The answer must be a single number: how many lines in the records below contain the word "Option".

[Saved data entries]
########

//! Round-trip latency between two logs in one process.
//!
//! The main thread publishes timestamped pings on the ping log and polls the
//! pong log; a second thread echoes every ping back. Both sides use the
//! caller-driven retry loop: offer until accepted, poll until something
//! arrives.

use anyhow::{Context, bail};
use std::sync::Arc;
use std::sync::atomic::{AtomicBool, Ordering};
use std::thread;
use std::time::{Duration, Instant};
use strata_buffer::AtomicBuffer;
use strata_config::StrataConfig;
use strata_counters::{AtomicCounter, CountersWriter, DirectoryLayout};
use strata_logbuffer::{Header, LogBuffers, LogConfig, OfferError, Publication, Subscription};
use tracing::{debug, info};
use tracing_subscriber::EnvFilter;

const PING_COUNTER_TYPE: i32 = 1;

struct PingCounters {
    sent: AtomicCounter,
    received: AtomicCounter,
    back_pressured: AtomicCounter,
    echoed: AtomicCounter,
}

impl PingCounters {
    fn allocate(writer: &mut CountersWriter) -> anyhow::Result<Self> {
        Ok(Self {
            sent: writer.allocate(PING_COUNTER_TYPE, "ping: messages sent")?,
            received: writer.allocate(PING_COUNTER_TYPE, "ping: messages received")?,
            back_pressured: writer.allocate(PING_COUNTER_TYPE, "ping: back pressured offers")?,
            echoed: writer.allocate(PING_COUNTER_TYPE, "pong: messages echoed")?,
        })
    }
}

fn main() -> anyhow::Result<()> {
    let config = match std::env::args().nth(1) {
        Some(path) => StrataConfig::load(path).context("failed to load config")?,
        None => StrataConfig::default(),
    };

    let filter = EnvFilter::try_from_default_env()
        .unwrap_or_else(|_| EnvFilter::new(&config.log_level));
    tracing_subscriber::fmt().with_env_filter(filter).init();

    let ping = &config.ping;
    let ping_path = config.log_path(&ping.ping_channel, ping.ping_stream_id);
    let pong_path = config.log_path(&ping.pong_channel, ping.pong_stream_id);
    if ping_path == pong_path {
        bail!("ping and pong resolve to the same log {}", ping_path.display());
    }
    // Each ping is timed by its first fragment, so it must fit in one frame.
    let max_payload = config.log.mtu.saturating_sub(strata_logbuffer::frame::HEADER_LENGTH);
    if ping.message_size > max_payload {
        bail!(
            "ping.message_size {} exceeds the {max_payload} byte frame payload",
            ping.message_size
        );
    }

    let mut counters = CountersWriter::create(
        config.counters_path(),
        DirectoryLayout::for_capacity(config.counters.capacity),
    )
    .context("failed to create counters")?;
    let stats = Arc::new(PingCounters::allocate(&mut counters)?);

    let session_id = std::process::id() as i32;
    let log_config = |stream_id: i32| {
        LogConfig::new(config.log.term_length)
            .with_mtu(config.log.mtu)
            .with_session_id(session_id)
            .with_stream_id(stream_id)
    };
    let ping_log = Arc::new(
        LogBuffers::create(&ping_path, &log_config(ping.ping_stream_id))
            .with_context(|| format!("failed to create {}", ping_path.display()))?,
    );
    let pong_log = Arc::new(
        LogBuffers::create(&pong_path, &log_config(ping.pong_stream_id))
            .with_context(|| format!("failed to create {}", pong_path.display()))?,
    );
    info!(
        ping = %ping_path.display(),
        pong = %pong_path.display(),
        term_length = config.log.term_length,
        "logs created"
    );

    // Subscribe before publishing so no ping or pong can be missed.
    let mut pong_subscription = Subscription::new(Arc::clone(&pong_log))?;
    let ping_subscription = Subscription::new(Arc::clone(&ping_log))?;
    let mut ping_publication = Publication::new(Arc::clone(&ping_log));
    let pong_publication = Publication::new(Arc::clone(&pong_log));

    let running = Arc::new(AtomicBool::new(true));
    let echo = {
        let running = Arc::clone(&running);
        let stats = Arc::clone(&stats);
        let fragment_limit = ping.fragment_limit;
        thread::Builder::new()
            .name("pong".into())
            .spawn(move || {
                run_pong(ping_subscription, pong_publication, &running, &stats, fragment_limit)
            })?
    };

    let epoch = Instant::now();
    let mut payload = vec![0u8; ping.message_size];

    info!(messages = ping.warmup_messages, "warming up");
    let mut discard = Vec::with_capacity(ping.warmup_messages as usize);
    round_trips(
        &mut ping_publication,
        &mut pong_subscription,
        &mut payload,
        epoch,
        ping.warmup_messages,
        ping.fragment_limit,
        &stats,
        &mut discard,
    )?;

    info!(messages = ping.messages, size = ping.message_size, "pinging");
    let mut latencies = Vec::with_capacity(ping.messages as usize);
    let start = Instant::now();
    round_trips(
        &mut ping_publication,
        &mut pong_subscription,
        &mut payload,
        epoch,
        ping.messages,
        ping.fragment_limit,
        &stats,
        &mut latencies,
    )?;
    let elapsed = start.elapsed();

    running.store(false, Ordering::Release);
    match echo.join() {
        Ok(result) => result?,
        Err(_) => bail!("pong thread panicked"),
    }

    report(&mut latencies, elapsed);
    info!(
        sent = stats.sent.get(),
        received = stats.received.get(),
        echoed = stats.echoed.get(),
        back_pressured = stats.back_pressured.get(),
        "counters"
    );
    Ok(())
}

fn now_nanos(epoch: Instant) -> i64 {
    epoch.elapsed().as_nanos() as i64
}

/// Offer until the log accepts `payload`, counting each refusal that
/// clears by itself.
fn offer_until_accepted(
    publication: &mut Publication,
    payload: &[u8],
    back_pressured: &AtomicCounter,
) -> anyhow::Result<i64> {
    loop {
        match publication.offer(payload) {
            Ok(position) => return Ok(position),
            Err(OfferError::BackPressured) => {
                back_pressured.increment();
                std::hint::spin_loop();
            }
            Err(e) if e.is_back_pressure() => std::hint::spin_loop(),
            Err(e) => return Err(e.into()),
        }
    }
}

#[allow(clippy::too_many_arguments)]
fn round_trips(
    publication: &mut Publication,
    subscription: &mut Subscription,
    payload: &mut [u8],
    epoch: Instant,
    count: u64,
    fragment_limit: usize,
    stats: &PingCounters,
    latencies: &mut Vec<i64>,
) -> anyhow::Result<()> {
    for _ in 0..count {
        payload[..8].copy_from_slice(&now_nanos(epoch).to_ne_bytes());
        offer_until_accepted(publication, payload, &stats.back_pressured)?;
        stats.sent.increment();

        loop {
            let polled = subscription.poll(
                &mut |buffer: &AtomicBuffer, offset: usize, _length: usize, _header: &Header| {
                    let sent = buffer.get_i64(offset);
                    latencies.push(now_nanos(epoch) - sent);
                },
                fragment_limit,
            )?;
            if polled > 0 {
                stats.received.add(polled as i64);
                break;
            }
            std::hint::spin_loop();
        }
    }
    Ok(())
}

fn run_pong(
    mut subscription: Subscription,
    mut publication: Publication,
    running: &AtomicBool,
    stats: &PingCounters,
    fragment_limit: usize,
) -> anyhow::Result<()> {
    let mut message = Vec::new();
    let mut failure: Option<anyhow::Error> = None;
    while running.load(Ordering::Acquire) {
        let polled = subscription.poll(
            &mut |buffer: &AtomicBuffer, offset: usize, length: usize, _header: &Header| {
                if failure.is_some() {
                    return;
                }
                message.clear();
                message.extend_from_slice(buffer.bytes(offset, length));
                match offer_until_accepted(&mut publication, &message, &stats.back_pressured) {
                    Ok(_) => {
                        stats.echoed.increment();
                    }
                    Err(e) => failure = Some(e),
                }
            },
            fragment_limit,
        )?;
        if let Some(e) = failure.take() {
            return Err(e.context("pong echo failed"));
        }
        if polled == 0 {
            std::hint::spin_loop();
        }
    }
    debug!(position = subscription.position(), "pong stopped");
    Ok(())
}

fn percentile(sorted: &[i64], p: f64) -> i64 {
    if sorted.is_empty() {
        return 0;
    }
    let rank = ((p / 100.0) * (sorted.len() - 1) as f64).round() as usize;
    sorted[rank.min(sorted.len() - 1)]
}

fn report(latencies: &mut [i64], elapsed: Duration) {
    if latencies.is_empty() {
        println!("no round trips measured");
        return;
    }
    latencies.sort_unstable();
    let count = latencies.len();
    let mean = latencies.iter().map(|&l| l as f64).sum::<f64>() / count as f64;
    let variance =
        latencies.iter().map(|&l| (l as f64 - mean).powi(2)).sum::<f64>() / count as f64;

    println!(
        "round trips: {count} in {elapsed:?} ({:.0} msgs/sec)",
        count as f64 / elapsed.as_secs_f64()
    );
    for p in [50.0, 90.0, 99.0, 99.9, 99.99] {
        println!("  p{p:<6} {:>10} ns", percentile(latencies, p));
    }
    println!("  max     {:>10} ns", latencies[count - 1]);
    println!("  mean    {mean:>10.0} ns  stddev {:.0} ns", variance.sqrt());
}
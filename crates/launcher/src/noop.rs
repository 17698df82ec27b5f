use crate::{LauncherError, Opener, Selector};

/// Never picks anything, as if the user aborted.
#[derive(Debug, Default)]
pub struct NoopSelector;

#[async_trait::async_trait]
impl Selector for NoopSelector {
    async fn select(&self, _candidates: Vec<String>) -> Result<Option<String>, LauncherError> {
        Ok(None)
    }
}

#[derive(Debug, Default)]
pub struct NoopOpener;

impl Opener for NoopOpener {
    fn open(&self, _url: &str) -> Result<(), LauncherError> {
        Ok(())
    }
}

########

## SOLUTION TO THE PROBLEM
2